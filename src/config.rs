//! YAML configuration file support for cdcroute.
//!
//! One file describes a pipeline instance: how events are classified and what
//! happens to corrupt ones. Everything is validated when the file is loaded,
//! so a pipeline that starts never fails on configuration later.
//!
//! ## Example YAML Configuration
//!
//! ```yaml
//! version: "1.0"
//! name: "orders sink"
//!
//! classify:
//!   table_header: "TableName"
//!   operation_header: "A_ENTTYP"
//!   timestamp_header: "A_TIMSTAMP"
//!   table_name_format: "${TableName}"
//!   table_name_case: "lower"
//!   field_name_case: "lower"
//!   table_name_filter: ""
//!   field_type_overrides:
//!     - "created_at:timestamp"
//!     - "order_date:date"
//!   event_timestamp_policy: "best_effort"
//!
//! errors:
//!   tolerance: "log"
//!   quarantine:
//!     enabled: true
//!     table: "cdc_corrupt_events"
//! ```
use std::collections::BTreeMap;
use std::fs;
use std::path::Path;

use classify::{
    ClassifyConfig, ConfigError, DEFAULT_OPERATION_HEADER, DEFAULT_TABLE_HEADER,
    DEFAULT_TABLE_NAME_FORMAT, DEFAULT_TIMESTAMP_HEADER, NameCase, TemporalKind, TimestampPolicy,
    parse_field_type_overrides, parse_override_entry,
};
use serde::{Deserialize, Serialize};
use thiserror::Error;

use crate::policy::ErrorTolerance;
use crate::sink::DEFAULT_QUARANTINE_TABLE;

/// Environment variable overriding `errors.tolerance`.
pub const ENV_TOLERANCE: &str = "CDCROUTE_TOLERANCE";
/// Environment variable overriding `classify.table_name_format`.
pub const ENV_TABLE_NAME_FORMAT: &str = "CDCROUTE_TABLE_NAME_FORMAT";

/// Errors that can occur when loading YAML configuration files
#[derive(Debug, Error)]
pub enum ConfigLoadError {
    #[error("failed to read config file: {0}")]
    FileRead(#[from] std::io::Error),

    #[error("failed to parse YAML: {0}")]
    YamlParse(#[from] serde_yaml::Error),

    #[error("invalid classify section: {0}")]
    Classify(#[from] ConfigError),

    #[error("validation error: {0}")]
    Validation(String),

    #[error("unsupported config version: {0}")]
    UnsupportedVersion(String),

    #[error("invalid value for {name}: {message}")]
    InvalidEnv { name: &'static str, message: String },
}

/// Top-level YAML configuration for one pipeline instance
#[derive(Debug, Clone, Serialize, Deserialize)]
#[serde(rename_all = "snake_case")]
pub struct SinkConfig {
    /// Configuration format version
    pub version: String,

    /// Optional configuration name/description
    #[serde(default)]
    pub name: Option<String>,

    /// Classification configuration
    #[serde(default)]
    pub classify: ClassifyYamlConfig,

    /// Corrupt-record handling
    #[serde(default)]
    pub errors: ErrorsYamlConfig,
}

impl SinkConfig {
    /// Load a YAML configuration file from the given path
    pub fn from_file<P: AsRef<Path>>(path: P) -> Result<Self, ConfigLoadError> {
        let content = fs::read_to_string(path)?;
        Self::from_yaml(&content)
    }

    /// Parse YAML configuration from a string
    pub fn from_yaml(yaml: &str) -> Result<Self, ConfigLoadError> {
        let config: SinkConfig = serde_yaml::from_str(yaml)?;
        config.validate()?;
        Ok(config)
    }

    /// Validate the configuration
    pub fn validate(&self) -> Result<(), ConfigLoadError> {
        match self.version.as_str() {
            "1.0" | "1" => Ok(()),
            v => Err(ConfigLoadError::UnsupportedVersion(v.to_string())),
        }?;

        self.classify_config()?;
        self.errors.validate()?;

        Ok(())
    }

    /// Builds the validated runtime classification config.
    pub fn classify_config(&self) -> Result<ClassifyConfig, ConfigLoadError> {
        let config = self.classify.to_classify_config()?;
        config.validate()?;
        Ok(config)
    }

    /// Applies [`ENV_TOLERANCE`] and [`ENV_TABLE_NAME_FORMAT`] from the
    /// process environment, then re-validates.
    pub fn apply_env_overrides(&mut self) -> Result<(), ConfigLoadError> {
        self.apply_overrides_with(|name| std::env::var(name).ok())
    }

    /// Same as [`apply_env_overrides`](Self::apply_env_overrides) with an
    /// explicit lookup.
    pub fn apply_overrides_with<F>(&mut self, lookup: F) -> Result<(), ConfigLoadError>
    where
        F: Fn(&str) -> Option<String>,
    {
        if let Some(tolerance) = lookup(ENV_TOLERANCE) {
            self.errors.tolerance = tolerance.parse::<ErrorTolerance>().map_err(|err| {
                ConfigLoadError::InvalidEnv {
                    name: ENV_TOLERANCE,
                    message: err.to_string(),
                }
            })?;
        }
        if let Some(format) = lookup(ENV_TABLE_NAME_FORMAT) {
            self.classify.table_name_format = format;
        }
        self.validate()
    }

    /// Quarantine table, when quarantine is enabled.
    pub fn quarantine_table(&self) -> Option<&str> {
        self.errors
            .quarantine
            .enabled
            .then_some(self.errors.quarantine.table.as_str())
    }
}

impl Default for SinkConfig {
    fn default() -> Self {
        Self {
            version: "1.0".to_string(),
            name: None,
            classify: ClassifyYamlConfig::default(),
            errors: ErrorsYamlConfig::default(),
        }
    }
}

/// Classification YAML configuration
#[derive(Debug, Clone, Serialize, Deserialize)]
pub struct ClassifyYamlConfig {
    #[serde(default = "default_table_header")]
    pub table_header: String,

    #[serde(default = "default_operation_header")]
    pub operation_header: String,

    #[serde(default = "default_timestamp_header")]
    pub timestamp_header: String,

    #[serde(default = "default_table_name_format")]
    pub table_name_format: String,

    #[serde(default)]
    pub table_name_case: NameCase,

    #[serde(default)]
    pub field_name_case: NameCase,

    /// Blank means no filter
    #[serde(default)]
    pub table_name_filter: Option<String>,

    #[serde(default)]
    pub field_type_overrides: FieldTypeOverrides,

    #[serde(default)]
    pub event_timestamp_policy: TimestampPolicy,
}

impl ClassifyYamlConfig {
    fn to_classify_config(&self) -> Result<ClassifyConfig, ConfigError> {
        Ok(ClassifyConfig {
            table_header: self.table_header.clone(),
            operation_header: self.operation_header.clone(),
            timestamp_header: self.timestamp_header.clone(),
            table_name_format: self.table_name_format.clone(),
            table_name_case: self.table_name_case,
            field_name_case: self.field_name_case,
            table_name_filter: self.table_name_filter.clone(),
            field_type_overrides: self.field_type_overrides.resolve()?,
            event_timestamp_policy: self.event_timestamp_policy,
        })
    }
}

impl Default for ClassifyYamlConfig {
    fn default() -> Self {
        Self {
            table_header: default_table_header(),
            operation_header: default_operation_header(),
            timestamp_header: default_timestamp_header(),
            table_name_format: default_table_name_format(),
            table_name_case: NameCase::None,
            field_name_case: NameCase::None,
            table_name_filter: None,
            field_type_overrides: FieldTypeOverrides::default(),
            event_timestamp_policy: TimestampPolicy::BestEffort,
        }
    }
}

/// `field:type` overrides, as a YAML list or one comma-separated string
#[derive(Debug, Clone, PartialEq, Eq, Serialize, Deserialize)]
#[serde(untagged)]
pub enum FieldTypeOverrides {
    List(Vec<String>),
    Inline(String),
}

impl FieldTypeOverrides {
    pub fn resolve(&self) -> Result<BTreeMap<String, TemporalKind>, ConfigError> {
        match self {
            FieldTypeOverrides::Inline(raw) => parse_field_type_overrides(raw),
            FieldTypeOverrides::List(entries) => entries
                .iter()
                .map(|entry| entry.trim())
                .filter(|entry| !entry.is_empty())
                .map(parse_override_entry)
                .collect(),
        }
    }
}

impl Default for FieldTypeOverrides {
    fn default() -> Self {
        FieldTypeOverrides::List(Vec::new())
    }
}

/// Corrupt-record handling YAML configuration
#[derive(Debug, Clone, Default, Serialize, Deserialize)]
pub struct ErrorsYamlConfig {
    #[serde(default)]
    pub tolerance: ErrorTolerance,

    #[serde(default)]
    pub quarantine: QuarantineYamlConfig,
}

impl ErrorsYamlConfig {
    fn validate(&self) -> Result<(), ConfigLoadError> {
        if self.quarantine.enabled && self.quarantine.table.trim().is_empty() {
            return Err(ConfigLoadError::Validation(
                "errors.quarantine.table must not be empty when quarantine is enabled".to_string(),
            ));
        }
        Ok(())
    }
}

/// Quarantine table YAML configuration
#[derive(Debug, Clone, Serialize, Deserialize)]
pub struct QuarantineYamlConfig {
    #[serde(default)]
    pub enabled: bool,

    #[serde(default = "default_quarantine_table")]
    pub table: String,
}

impl Default for QuarantineYamlConfig {
    fn default() -> Self {
        Self {
            enabled: false,
            table: default_quarantine_table(),
        }
    }
}

// Default value functions
fn default_table_header() -> String {
    DEFAULT_TABLE_HEADER.to_string()
}
fn default_operation_header() -> String {
    DEFAULT_OPERATION_HEADER.to_string()
}
fn default_timestamp_header() -> String {
    DEFAULT_TIMESTAMP_HEADER.to_string()
}
fn default_table_name_format() -> String {
    DEFAULT_TABLE_NAME_FORMAT.to_string()
}
fn default_quarantine_table() -> String {
    DEFAULT_QUARANTINE_TABLE.to_string()
}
········
Task requirements -> Using the data above, reproduce exactly the lines between those holding "pub fn resolve(&self)" and "#[derive(Debug, Clone, Default, Serialize, Deserialize)]", inclusive, and no others.

Expected answer ->
    pub fn resolve(&self) -> Result<BTreeMap<String, TemporalKind>, ConfigError> {
        match self {
            FieldTypeOverrides::Inline(raw) => parse_field_type_overrides(raw),
            FieldTypeOverrides::List(entries) => entries
                .iter()
                .map(|entry| entry.trim())
                .filter(|entry| !entry.is_empty())
                .map(parse_override_entry)
                .collect(),
        }
    }
}

impl Default for FieldTypeOverrides {
    fn default() -> Self {
        FieldTypeOverrides::List(Vec::new())
    }
}

/// Corrupt-record handling YAML configuration
#[derive(Debug, Clone, Default, Serialize, Deserialize)]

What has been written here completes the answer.